Author: Cemlyn Davies
EU citizens eligible to stay in the UK post-Brexit are at risk of “slipping through the net” and being deported, a group of Senedd members have warned.
They said the pandemic had made it more difficult for migrants to access support with their applications to remain.
One campaigner warned of a “Windrush-plus” scenario in the future.
The Welsh Government said it was “committed to supporting” the thousands of people affected.
Immigration Minister Kevin Foster said where people eligible for the scheme have reasonable grounds to miss the deadline they will be given further opportunity to apply.
EU citizens have until 30 June to submit their applications for EU settled status .
Ahead of the deadline, the Senedd External Affairs Committee has written to Welsh and UK ministers outlining its concerns.
“EU citizens have an important role to play in Wales,” said committee chairman David Rees.
“Under the Brexit agreement they have the right to stay in the UK and the Welsh Government has said it welcomes them.
“While immigration is not devolved, this committee is concerned that the excellent support which was available pre-pandemic is dwindling and that people are at risk of slipping through the net.
“With the deadline for applications approaching in June, we think it is critical the Welsh Government step up its campaign to reach EU citizens and make sure people who don’t necessarily have access to digital resources such as the internet are given the time they need to submit their application.”

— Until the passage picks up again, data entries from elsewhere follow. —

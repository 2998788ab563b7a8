use nalgebra::DVector;

/// Dense table of latent vectors, one row per user or per item.
///
/// Every row has exactly `dim` components. Rows are addressed by dense index
/// and are never reallocated during training; the trainer mutates them in
/// place.
#[derive(Debug, Clone, Default, PartialEq)]
pub struct FeatureMatrix {
    rows: Vec<DVector<f64>>,
    dim: usize,
}

/// Output of a training run: the learned user and item tables.
#[derive(Debug, Clone, PartialEq)]
pub struct TrainedModel {
    pub users: FeatureMatrix,
    pub items: FeatureMatrix,
}

impl FeatureMatrix {
    /// All-zero matrix of `rows` vectors with `dim` components each.
    pub fn zeros(rows: usize, dim: usize) -> Self {
        Self {
            rows: vec![DVector::zeros(dim); rows],
            dim,
        }
    }

    /// Builds a matrix from explicit rows. Shorter rows are zero-padded to the
    /// length of the longest one.
    pub fn from_rows(rows: Vec<Vec<f64>>) -> Self {
        let dim = rows.iter().map(Vec::len).max().unwrap_or(0);
        let mut matrix = Self {
            rows: rows.into_iter().map(DVector::from_vec).collect(),
            dim: 0,
        };
        let len = matrix.len();
        matrix.resize(len, dim);
        matrix
    }

    pub fn len(&self) -> usize {
        self.rows.len()
    }

    pub fn is_empty(&self) -> bool {
        self.rows.is_empty()
    }

    pub fn dim(&self) -> usize {
        self.dim
    }

    pub fn row(&self, index: usize) -> Option<&DVector<f64>> {
        self.rows.get(index)
    }

    pub fn row_mut(&mut self, index: usize) -> Option<&mut DVector<f64>> {
        self.rows.get_mut(index)
    }

    pub fn iter(&self) -> impl Iterator<Item = &DVector<f64>> {
        self.rows.iter()
    }

    pub fn iter_mut(&mut self) -> impl Iterator<Item = &mut DVector<f64>> {
        self.rows.iter_mut()
    }

    /// Reshapes to `rows x dim`, keeping existing values and zero-filling the
    /// rest. Extra rows and trailing components are dropped.
    pub fn resize(&mut self, rows: usize, dim: usize) {
        self.rows.resize(rows, DVector::zeros(dim));

        if dim != self.dim {
            for row in self.rows.iter_mut() {
                if row.len() != dim {
                    let padded = DVector::from_iterator(
                        dim,
                        row.iter().copied().chain(std::iter::repeat(0.0)).take(dim),
                    );
                    *row = padded;
                }
            }
        }

        self.dim = dim;
    }

    /// Sum of squares of every component in every row.
    pub fn squared_norm(&self) -> f64 {
        self.rows.iter().map(|row| row.norm_squared()).sum()
    }

    pub fn is_finite(&self) -> bool {
        self.rows.iter().all(|row| row.iter().all(|x| x.is_finite()))
    }

    pub fn to_rows(&self) -> Vec<Vec<f64>> {
        self.rows.iter().map(|row| row.as_slice().to_vec()).collect()
    }
}

impl TrainedModel {
    /// Score of `item` for `user`, or `None` if either index is unknown.
    pub fn score(&self, user: usize, item: usize) -> Option<f64> {
        let user = self.users.row(user)?;
        let item = self.items.row(item)?;
        Some(crate::algorithms::predict(user.as_slice(), item.as_slice()))
    }
}
pub mod validation;

pub fn sigmoid(x: f64) -> f64 {
    1.0 / (1.0 + (-x).exp())
}

pub fn sigmoid_prime(x: f64) -> f64 {
    let s = sigmoid(x);
    s * (1.0 - s)
}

Wiard Sterk is part of the3million organisation that has campaigned to protect the rights of EU citizens in the UK.
He said even if 70 to 80% of EU citizens in the UK applied for settled status in time, that would still leave “a large number of people unprotected by the rights that they currently enjoy”.
He said the risks had become “severely worse” due to the Covid-19 restrictions making it more difficult for people to access advice.
Mr Sterk also explained that some, often elderly people, have been required to “go to enormous lengths” to have their passports renewed in order to complete their application.
“There’s a great risk of a Windrush-plus,” Mr Sterk warned.
“We have similar circumstances to Windrush cases where people could be found to be undocumented in years to come, whilst they have actually lived all their life in this country or most of their lives.”
The Windrush scandal, which broke in April 2018, saw the UK government apologise for deportation threats made to Commonwealth citizens’ children .
Mr Sterk said extending the application deadline would be “very helpful” but it would be better to remove the deadline altogether.
“The best way really is to remove the compulsory nature of this application process and go for a registration process,” Mr Sterk said.
“We should remove that cut-off point for people and that will give them more security in future.”
A Welsh Government spokesman said: “We are fully committed to supporting the thousands of EU, EEA and Swiss citizens, who enrich our communities and contribute to our public services and economic success immeasurably, to apply for settled status.
“That’s why, since July 2019, the Welsh Government has made available a package of free support to help EU citizens apply to the UK government’s settlement scheme, and continue to live and work in Wales after Brexit. We are actively considering what further support we might offer.
“We continue to raise awareness of the need to apply to settled status scheme through regular communications.”
UK Immigration Minister Mr Foster said: “The government has made clear where a person eligible for status under the EU Settlement Scheme has reasonable grounds for missing the deadline, they will be given a further opportunity to apply.
“As already confirmed, the Home Office intends to publish clear, non-exhaustive guidance in Spring 2021 on what constitutes reasonable grounds for missing the deadline.
“We will take a pragmatic and flexible approach in considering the circumstances of each case, so that those who miss the deadline through no fault of their own can still obtain lawful status in the UK.”